# J32 Lansen v Dassault Mystère IV v F-100 Super Sabre



## Lucky13 (Apr 23, 2009)

Which is the better aircraft?8)


----------



## tomo pauk (Apr 23, 2009)

Lansen for me.


----------



## Glider (Apr 23, 2009)

The best plane of this era isn't on the list. The F8 Crusader would take any of the above.

I would even suggest a contender for the second best plane of the era isn't on the list. The Mig 19 is an often overlooked aircraft.

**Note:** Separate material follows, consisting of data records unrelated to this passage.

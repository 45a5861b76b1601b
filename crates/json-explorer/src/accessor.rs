//! Reading, writing, removing and copying values at a [`Path`].
//!
//! Every function takes the document it works on explicitly; nothing here
//! keeps a reference past the call.

use json_explorer_path::{parent_of, rewrite_last_segment, Path, PathError, Segment};
use serde_json::{Map, Value};
use thiserror::Error;

use crate::node::{Node, NodeKind};

#[derive(Debug, Error, Clone, PartialEq)]
pub enum AccessError {
    #[error(transparent)]
    Path(#[from] PathError),
    #[error("PATH_NOT_FOUND: {0}")]
    PathNotFound(Path),
    #[error("NOT_A_CONTAINER: {0}")]
    NotAContainer(Path),
    #[error("KEY_EXISTS: {0}")]
    KeyExists(String),
    #[error("NOT_RENAMABLE: {0}")]
    NotRenamable(Path),
}

// ── Navigation ────────────────────────────────────────────────────────────

/// One navigation step. A key segment only resolves inside an object and an
/// index segment only inside an array.
fn step<'a>(value: &'a Value, segment: &Segment) -> Option<&'a Value> {
    match (value, segment) {
        (Value::Object(map), Segment::Key(key)) => map.get(key),
        (Value::Array(arr), Segment::Index(idx)) => arr.get(*idx),
        _ => None,
    }
}

fn step_mut<'a>(value: &'a mut Value, segment: &Segment) -> Option<&'a mut Value> {
    match (value, segment) {
        (Value::Object(map), Segment::Key(key)) => map.get_mut(key),
        (Value::Array(arr), Segment::Index(idx)) => arr.get_mut(*idx),
        _ => None,
    }
}

/// Get the value at `path`.
///
/// # Errors
///
/// `AccessError::PathNotFound` if any segment is missing or addresses the
/// wrong kind of container.
///
/// # Example
///
/// ```
/// use json_explorer::accessor::get;
/// use json_explorer::Path;
/// use serde_json::json;
///
/// let doc = json!({"list": [1, {"x": true}]});
/// let path: Path = "root.list[1].x".parse().unwrap();
/// assert_eq!(get(&doc, &path).unwrap(), &json!(true));
/// assert!(get(&doc, &"root.list.x".parse().unwrap()).is_err());
/// ```
pub fn get<'a>(doc: &'a Value, path: &Path) -> Result<&'a Value, AccessError> {
    let mut current = doc;
    for segment in path.segments() {
        current = step(current, segment).ok_or_else(|| AccessError::PathNotFound(path.clone()))?;
    }
    Ok(current)
}

/// Mutable counterpart of [`get`].
pub fn get_mut<'a>(doc: &'a mut Value, path: &Path) -> Result<&'a mut Value, AccessError> {
    let mut current = doc;
    for segment in path.segments() {
        current =
            step_mut(current, segment).ok_or_else(|| AccessError::PathNotFound(path.clone()))?;
    }
    Ok(current)
}

/// Resolve `path` to its [`Node`] projection.
/// A detached copy of the value at `path`, ready to be attached elsewhere.
///
/// The copy shares nothing with `doc`, so later edits to either side do not
/// leak into the other.
///
/// # Example
///
/// ```
/// use json_explorer::accessor::deep_clone;
/// use serde_json::json;
///
/// let doc = json!({"a": {"list": [1, 2]}});
/// let copy = deep_clone(&doc, &"root.a".parse().unwrap()).unwrap();
/// assert_eq!(copy, json!({"list": [1, 2]}));
/// assert!(deep_clone(&doc, &"root.b".parse().unwrap()).is_err());
/// ```
pub fn deep_clone(doc: &Value, path: &Path) -> Result<Value, AccessError> {
    get(doc, path).cloned()
}

pub fn inspect(doc: &Value, path: &Path) -> Result<Node, AccessError> {
    let value = get(doc, path)?;
    Ok(Node::new(path.clone(), value.clone()))
}

// ── Writes ────────────────────────────────────────────────────────────────

/// Write `value` at `path`, returning the value it replaced.
///
/// The parent container must already exist. An object key is inserted or
/// overwritten; an array index overwrites an element or, when equal to the
/// array length, appends. The root path replaces the whole document.
///
/// # Example
///
/// ```
/// use json_explorer::accessor::{get, set};
/// use serde_json::json;
///
/// let mut doc = json!({"a": {"b": 1}});
/// let path = "root.a.c".parse().unwrap();
/// assert_eq!(set(&mut doc, &path, json!(2)).unwrap(), None);
/// assert_eq!(get(&doc, &path).unwrap(), &json!(2));
/// ```
pub fn set(doc: &mut Value, path: &Path, value: Value) -> Result<Option<Value>, AccessError> {
    let Some(segment) = path.last() else {
        return Ok(Some(std::mem::replace(doc, value)));
    };
    let parent = get_mut(doc, &parent_of(path)?)?;
    match (parent, segment) {
        (Value::Object(map), Segment::Key(key)) => Ok(map.insert(key.clone(), value)),
        (Value::Array(arr), Segment::Index(idx)) => {
            if *idx < arr.len() {
                Ok(Some(std::mem::replace(&mut arr[*idx], value)))
            } else if *idx == arr.len() {
                arr.push(value);
                Ok(None)
            } else {
                Err(AccessError::PathNotFound(path.clone()))
            }
        }
        _ => Err(AccessError::PathNotFound(path.clone())),
    }
}

/// Remove the child addressed by `segment` from `container`.
///
/// Object removal keeps the order of the remaining keys; array removal shifts
/// every later element down by one so indices stay contiguous.
pub fn remove_child(container: &mut Value, segment: &Segment) -> Option<Value> {
    match (container, segment) {
        (Value::Object(map), Segment::Key(key)) => map.shift_remove(key),
        (Value::Array(arr), Segment::Index(idx)) if *idx < arr.len() => Some(arr.remove(*idx)),
        _ => None,
    }
}

/// Remove the value at `path` from its parent and return it.
///
/// # Errors
///
/// - `PathError::InvalidPath` (wrapped) - `path` is the root
/// - `AccessError::PathNotFound` - the parent or the child does not exist
pub fn remove(doc: &mut Value, path: &Path) -> Result<Value, AccessError> {
    let parent_path = parent_of(path)?;
    let segment = json_explorer_path::last_segment(path)?;
    let parent = get_mut(doc, &parent_path)?;
    remove_child(parent, segment).ok_or_else(|| AccessError::PathNotFound(path.clone()))
}

// ── Copies ────────────────────────────────────────────────────────────────

/// Pick a key for a new child of `map`: `preferred` when free, otherwise
/// `new<Kind>`, then `new<Kind>2`, `new<Kind>3`, ...
pub fn fresh_key(map: &Map<String, Value>, preferred: &str, kind: NodeKind) -> String {
    if !map.contains_key(preferred) {
        return preferred.to_string();
    }
    let base = kind.fresh_key();
    if !map.contains_key(base) {
        return base.to_string();
    }
    (2usize..)
        .map(|n| format!("{base}{n}"))
        .find(|candidate| !map.contains_key(candidate))
        .unwrap_or_else(|| base.to_string())
}

/// Attach `value` as a new child of `container`.
///
/// Objects receive it under `name` (or a fresh key on collision); arrays
/// append it. Returns the segment it landed at, or `None` when `container` is
/// a scalar.
pub fn attach(container: &mut Value, name: &str, value: Value) -> Option<Segment> {
    match container {
        Value::Object(map) => {
            let key = fresh_key(map, name, NodeKind::of(&value));
            map.insert(key.clone(), value);
            Some(Segment::Key(key))
        }
        Value::Array(arr) => {
            arr.push(value);
            Some(Segment::Index(arr.len() - 1))
        }
        Value::Null | Value::Bool(_) | Value::Number(_) | Value::String(_) => None,
    }
}

/// Deep-clone the value at `from` into the container at `to`.
///
/// Returns the path of the new child.
///
/// # Example
///
/// ```
/// use json_explorer::accessor::copy;
/// use serde_json::json;
///
/// let mut doc = json!({"a": {"x": 1}, "b": {"a": 0}});
/// let new_path = copy(&mut doc, &"root.a".parse().unwrap(), &"root.b".parse().unwrap()).unwrap();
/// assert_eq!(new_path.to_string(), "root.b.newObject");
/// assert_eq!(doc["b"]["newObject"], json!({"x": 1}));
/// ```
pub fn copy(doc: &mut Value, from: &Path, to: &Path) -> Result<Path, AccessError> {
    let value = deep_clone(doc, from)?;
    let container = get_mut(doc, to)?;
    let segment =
        attach(container, &from.name(), value).ok_or_else(|| AccessError::NotAContainer(to.clone()))?;
    Ok(to.child(segment))
}

// ── Renames ───────────────────────────────────────────────────────────────

/// Rename the object key addressed by `path`, keeping its position among its
/// siblings. Returns the renamed path.
pub fn rename_key(doc: &mut Value, path: &Path, new_name: &str) -> Result<Path, AccessError> {
    let old_name = match json_explorer_path::last_segment(path)? {
        Segment::Key(key) => key.clone(),
        Segment::Index(_) => return Err(AccessError::NotRenamable(path.clone())),
    };
    let renamed = rewrite_last_segment(path, Segment::Key(new_name.to_string()))?;
    let parent = get_mut(doc, &parent_of(path)?)?;
    let Value::Object(map) = parent else {
        return Err(AccessError::PathNotFound(path.clone()));
    };
    if !map.contains_key(&old_name) {
        return Err(AccessError::PathNotFound(path.clone()));
    }
    if old_name == new_name {
        return Ok(renamed);
    }
    if map.contains_key(new_name) {
        return Err(AccessError::KeyExists(new_name.to_string()));
    }
    *map = std::mem::take(map)
        .into_iter()
        .map(|(key, value)| {
            if key == old_name {
                (new_name.to_string(), value)
            } else {
                (key, value)
            }
        })
        .collect();
    Ok(renamed)
}

#[cfg(test)]
mod tests {
    use super::*;
    use serde_json::json;

    fn p(raw: &str) -> Path {
        raw.parse().unwrap()
    }

    #[test]
    fn test_get_root() {
        let doc = json!(42);
        assert_eq!(get(&doc, &Path::root()).unwrap(), &json!(42));
    }

    #[test]
    fn test_get_type_mismatch() {
        let doc = json!({"list": [1, 2], "obj": {"0": "zero"}});
        assert_eq!(
            get(&doc, &p("root.list.0")),
            Err(AccessError::PathNotFound(p("root.list.0")))
        );
        assert!(get(&doc, &p("root.obj[0]")).is_err());
        assert_eq!(get(&doc, &p("root.obj.0")).unwrap(), &json!("zero"));
        assert!(get(&doc, &p("root.list[2]")).is_err());
    }

    #[test]
    fn test_set_overwrite_and_append() {
        let mut doc = json!({"list": [1, 2]});
        assert_eq!(set(&mut doc, &p("root.list[0]"), json!(9)).unwrap(), Some(json!(1)));
        assert_eq!(set(&mut doc, &p("root.list[2]"), json!(3)).unwrap(), None);
        assert_eq!(doc, json!({"list": [9, 2, 3]}));
    }

    #[test]
    fn test_set_rejects_gaps_and_missing_parents() {
        let mut doc = json!({"list": []});
        assert!(set(&mut doc, &p("root.list[1]"), json!(1)).is_err());
        assert!(set(&mut doc, &p("root.missing.x"), json!(1)).is_err());
        assert_eq!(doc, json!({"list": []}));
    }

    #[test]
    fn test_set_root_replaces_document() {
        let mut doc = json!({"a": 1});
        let old = set(&mut doc, &Path::root(), json!([true])).unwrap();
        assert_eq!(old, Some(json!({"a": 1})));
        assert_eq!(doc, json!([true]));
    }

    #[test]
    fn test_remove_array_keeps_contiguity() {
        let mut doc = json!({"list": ["a", "b", "c", "d"]});
        assert_eq!(remove(&mut doc, &p("root.list[1]")).unwrap(), json!("b"));
        assert_eq!(doc, json!({"list": ["a", "c", "d"]}));
        assert_eq!(get(&doc, &p("root.list[1]")).unwrap(), &json!("c"));
    }

    #[test]
    fn test_remove_object_keeps_order() {
        let mut doc = json!({"a": 1, "b": 2, "c": 3});
        remove(&mut doc, &p("root.a")).unwrap();
        let keys: Vec<_> = doc.as_object().unwrap().keys().cloned().collect();
        assert_eq!(keys, vec!["b", "c"]);
    }

    #[test]
    fn test_remove_errors() {
        let mut doc = json!({"a": 1});
        assert_eq!(
            remove(&mut doc, &Path::root()),
            Err(AccessError::Path(PathError::InvalidPath))
        );
        assert!(remove(&mut doc, &p("root.b")).is_err());
    }

    #[test]
    fn test_fresh_key_sequence() {
        let map = json!({"a": 1, "newValue": 2, "newValue2": 3});
        let map = map.as_object().unwrap();
        assert_eq!(fresh_key(map, "b", NodeKind::Value), "b");
        assert_eq!(fresh_key(map, "a", NodeKind::Value), "newValue3");
        assert_eq!(fresh_key(map, "a", NodeKind::Array), "newArray");
    }

    #[test]
    fn test_attach() {
        let mut obj = json!({"x": 1});
        assert_eq!(attach(&mut obj, "x", json!(2)), Some(Segment::Key("newValue".into())));
        let mut arr = json!([0]);
        assert_eq!(attach(&mut arr, "x", json!(2)), Some(Segment::Index(1)));
        assert_eq!(attach(&mut json!(1), "x", json!(2)), None);
    }

    #[test]
    fn test_copy_into_array_and_scalar() {
        let mut doc = json!({"v": {"k": 1}, "arr": [0], "s": "str"});
        let new_path = copy(&mut doc, &p("root.v"), &p("root.arr")).unwrap();
        assert_eq!(new_path, p("root.arr[1]"));
        assert_eq!(doc["arr"], json!([0, {"k": 1}]));
        assert_eq!(
            copy(&mut doc, &p("root.v"), &p("root.s")),
            Err(AccessError::NotAContainer(p("root.s")))
        );
    }

    #[test]
    fn test_deep_clone_is_detached() {
        let mut doc = json!({"a": {"z": [1], "b": 2}});
        let copy = deep_clone(&doc, &p("root.a")).unwrap();
        doc["a"]["z"].as_array_mut().unwrap().push(json!(3));
        assert_eq!(copy, json!({"z": [1], "b": 2}));
        let keys: Vec<_> = copy.as_object().unwrap().keys().cloned().collect();
        assert_eq!(keys, vec!["z", "b"]);
        assert_eq!(
            deep_clone(&doc, &p("root.a.z[5]")),
            Err(AccessError::PathNotFound(p("root.a.z[5]")))
        );
    }

    #[test]
    fn test_inspect() {
        let doc = json!({"a": [1]});
        let node = inspect(&doc, &p("root.a")).unwrap();
        assert_eq!(node.kind, NodeKind::Array);
        assert_eq!(node.value, json!([1]));
    }

    #[test]
    fn test_rename_key_keeps_position() {
        let mut doc = json!({"a": 1, "b": 2, "c": 3});
        let renamed = rename_key(&mut doc, &p("root.b"), "z").unwrap();
        assert_eq!(renamed, p("root.z"));
        let keys: Vec<_> = doc.as_object().unwrap().keys().cloned().collect();
        assert_eq!(keys, vec!["a", "z", "c"]);
    }

    #[test]
    fn test_rename_key_errors() {
        let mut doc = json!({"a": 1, "b": 2, "l": [1]});
        assert_eq!(
            rename_key(&mut doc, &p("root.a"), "b"),
            Err(AccessError::KeyExists("b".into()))
        );
        assert_eq!(
            rename_key(&mut doc, &p("root.l[0]"), "x"),
            Err(AccessError::NotRenamable(p("root.l[0]")))
        );
        assert!(rename_key(&mut doc, &p("root.q"), "x").is_err());
    }
}
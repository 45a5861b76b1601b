//! # Undo/Redo History
//!
//! Two bounded stacks of executed commands.
//!
//! ## Rules
//!
//! - Only reversible commands are recorded; the result of every command is
//!   returned either way
//! - Recording a command clears the redo stack
//! - When the undo stack grows past its capacity the oldest command is
//!   dropped
//! - A command whose `execute` fails is not recorded; a failed undo or redo
//!   leaves the command where it was
//!
//! ## Example
//!
//! ```
//! use json_explorer::command::ReplaceCommand;
//! use json_explorer::history::History;
//! use serde_json::json;
//!
//! let mut history = History::new();
//! let doc = history.execute(ReplaceCommand::new(json!(1), json!(2))).unwrap();
//! assert_eq!(doc, json!(2));
//! assert_eq!(history.undo().unwrap(), Some(json!(1)));
//! assert_eq!(history.redo().unwrap(), Some(json!(2)));
//! ```

use std::collections::VecDeque;
use std::fmt;

use serde::{Deserialize, Serialize};
use serde_json::Value;
use tracing::debug;

use crate::command::{Command, CommandError};

/// Default number of undo levels.
pub const DEFAULT_HISTORY_CAPACITY: usize = 20;

#[derive(Debug, Clone, Copy, PartialEq, Eq, Serialize, Deserialize)]
#[serde(default)]
pub struct HistoryConfig {
    /// Maximum number of undo levels.
    pub capacity: usize,
}

impl Default for HistoryConfig {
    fn default() -> Self {
        Self {
            capacity: DEFAULT_HISTORY_CAPACITY,
        }
    }
}

pub struct History {
    /// Executed commands, most recent last.
    undo_stack: VecDeque<Box<dyn Command>>,
    /// Undone commands, most recent last.
    redo_stack: VecDeque<Box<dyn Command>>,
    config: HistoryConfig,
}

impl History {
    pub fn new() -> Self {
        Self::with_config(HistoryConfig::default())
    }

    pub fn with_config(config: HistoryConfig) -> Self {
        Self {
            undo_stack: VecDeque::with_capacity(config.capacity),
            redo_stack: VecDeque::new(),
            config,
        }
    }

    pub fn config(&self) -> &HistoryConfig {
        &self.config
    }

    /// Execute `command` and record it if it is reversible.
    pub fn execute(&mut self, command: impl Command + 'static) -> Result<Value, CommandError> {
        self.execute_boxed(Box::new(command))
    }

    pub fn execute_boxed(&mut self, command: Box<dyn Command>) -> Result<Value, CommandError> {
        let label = command.label();
        let doc = command.execute().inspect_err(|err| {
            debug!(command = label, %err, "command failed, history unchanged");
        })?;
        if command.is_reversible() {
            self.push_undo(command);
            self.redo_stack.clear();
            debug!(command = label, undo_depth = self.undo_stack.len(), "command recorded");
        } else {
            debug!(command = label, "command executed outside history");
        }
        Ok(doc)
    }

    /// Undo the most recent command. `Ok(None)` when there is nothing to undo.
    pub fn undo(&mut self) -> Result<Option<Value>, CommandError> {
        let Some(command) = self.undo_stack.pop_back() else {
            return Ok(None);
        };
        match command.undo() {
            Ok(doc) => {
                debug!(command = command.label(), "undo");
                self.push_redo(command);
                Ok(Some(doc))
            }
            Err(err) => {
                self.undo_stack.push_back(command);
                Err(err)
            }
        }
    }

    /// Re-execute the most recently undone command. `Ok(None)` when there is
    /// nothing to redo.
    pub fn redo(&mut self) -> Result<Option<Value>, CommandError> {
        let Some(command) = self.redo_stack.pop_back() else {
            return Ok(None);
        };
        match command.execute() {
            Ok(doc) => {
                debug!(command = command.label(), "redo");
                self.push_undo(command);
                Ok(Some(doc))
            }
            Err(err) => {
                self.redo_stack.push_back(command);
                Err(err)
            }
        }
    }

    fn push_undo(&mut self, command: Box<dyn Command>) {
        self.undo_stack.push_back(command);
        while self.undo_stack.len() > self.config.capacity {
            if let Some(evicted) = self.undo_stack.pop_front() {
                debug!(command = evicted.label(), "oldest command evicted");
            }
        }
    }

    fn push_redo(&mut self, command: Box<dyn Command>) {
        self.redo_stack.push_back(command);
        while self.redo_stack.len() > self.config.capacity {
            self.redo_stack.pop_front();
        }
    }

    pub fn undo_depth(&self) -> usize {
        self.undo_stack.len()
    }

    pub fn redo_depth(&self) -> usize {
        self.redo_stack.len()
    }

    pub fn can_undo(&self) -> bool {
        !self.undo_stack.is_empty()
    }

    pub fn can_redo(&self) -> bool {
        !self.redo_stack.is_empty()
    }

    /// Labels of the undoable commands, oldest first.
    pub fn undo_labels(&self) -> Vec<&'static str> {
        self.undo_stack.iter().map(|command| command.label()).collect()
    }

    pub fn clear(&mut self) {
        self.undo_stack.clear();
        self.redo_stack.clear();
    }
}

impl Default for History {
    fn default() -> Self {
        Self::new()
    }
}

impl fmt::Debug for History {
    fn fmt(&self, f: &mut fmt::Formatter<'_>) -> fmt::Result {
        f.debug_struct("History")
            .field("undo", &self.undo_labels())
            .field("redo_depth", &self.redo_stack.len())
            .field("config", &self.config)
            .finish()
    }
}

#[cfg(test)]
mod tests {
    use super::*;
    use crate::command::{DeleteCommand, ExportCommand, ReplaceCommand};
    use crate::store::MemorySink;
    use serde_json::json;
    use std::rc::Rc;

    #[test]
    fn test_empty_history() {
        let mut history = History::new();
        assert_eq!(history.undo().unwrap(), None);
        assert_eq!(history.redo().unwrap(), None);
        assert!(!history.can_undo());
        assert!(!history.can_redo());
    }

    #[test]
    fn test_non_reversible_is_not_recorded() {
        let mut history = History::new();
        let sink = Rc::new(MemorySink::new());
        let doc = history.execute(ExportCommand::new(json!([1]), sink.clone())).unwrap();
        assert_eq!(doc, json!([1]));
        assert_eq!(sink.len(), 1);
        assert_eq!(history.undo_depth(), 0);
    }

    #[test]
    fn test_failed_execute_is_not_recorded() {
        let mut history = History::new();
        history.execute(ReplaceCommand::new(json!(0), json!(1))).unwrap();
        history.undo().unwrap();
        let result = history.execute(DeleteCommand::new(json!({}), vec!["root.x".parse().unwrap()]));
        assert!(result.is_err());
        assert_eq!(history.undo_depth(), 0);
        // The redo branch survives a failed command.
        assert_eq!(history.redo_depth(), 1);
    }

    #[test]
    fn test_capacity_from_config() {
        let mut history = History::with_config(HistoryConfig { capacity: 2 });
        for i in 0..5 {
            history.execute(ReplaceCommand::new(json!(i), json!(i + 1))).unwrap();
        }
        assert_eq!(history.undo_depth(), 2);
        assert_eq!(history.undo().unwrap(), Some(json!(4)));
        assert_eq!(history.undo().unwrap(), Some(json!(3)));
        assert_eq!(history.undo().unwrap(), None);
    }

    #[test]
    fn test_config_deserializes_with_defaults() {
        let config: HistoryConfig = serde_json::from_str("{}").unwrap();
        assert_eq!(config, HistoryConfig::default());
        let config: HistoryConfig = serde_json::from_str(r#"{"capacity": 5}"#).unwrap();
        assert_eq!(config.capacity, 5);
    }

    #[test]
    fn test_clear() {
        let mut history = History::new();
        history.execute(ReplaceCommand::new(json!(0), json!(1))).unwrap();
        history.execute(ReplaceCommand::new(json!(1), json!(2))).unwrap();
        history.undo().unwrap();
        history.clear();
        assert_eq!((history.undo_depth(), history.redo_depth()), (0, 0));
        assert_eq!(history.undo_labels(), Vec::<&str>::new());
    }
}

The Lansen was more dedicated to GA missions than the others and would be my choice for an attack mission.


----------



## FLYBOYJ (Apr 23, 2009)

As an air to air fighter, the F-100. The Lansen did carry radar and was an all weather/ night interceptor. The F-100 was over 100 mph faster than both of them and I think carried more ordance in a ground attack mode - additionally the French operated as many F-100s as the Mystères!


----------



## Lucky13 (Apr 23, 2009)

Wasn't too sure if it would be a fair comparison with these three....


----------



## tomo pauk (Apr 23, 2009)

Crusader is indeed much better then the planes from the poll. It could tangle with MiG-21/Mirage III and win.


----------



## FLYBOYJ (Apr 23, 2009)

Over Vietnam I think the Crusader had close to an 8 to 1 kill ratio.


----------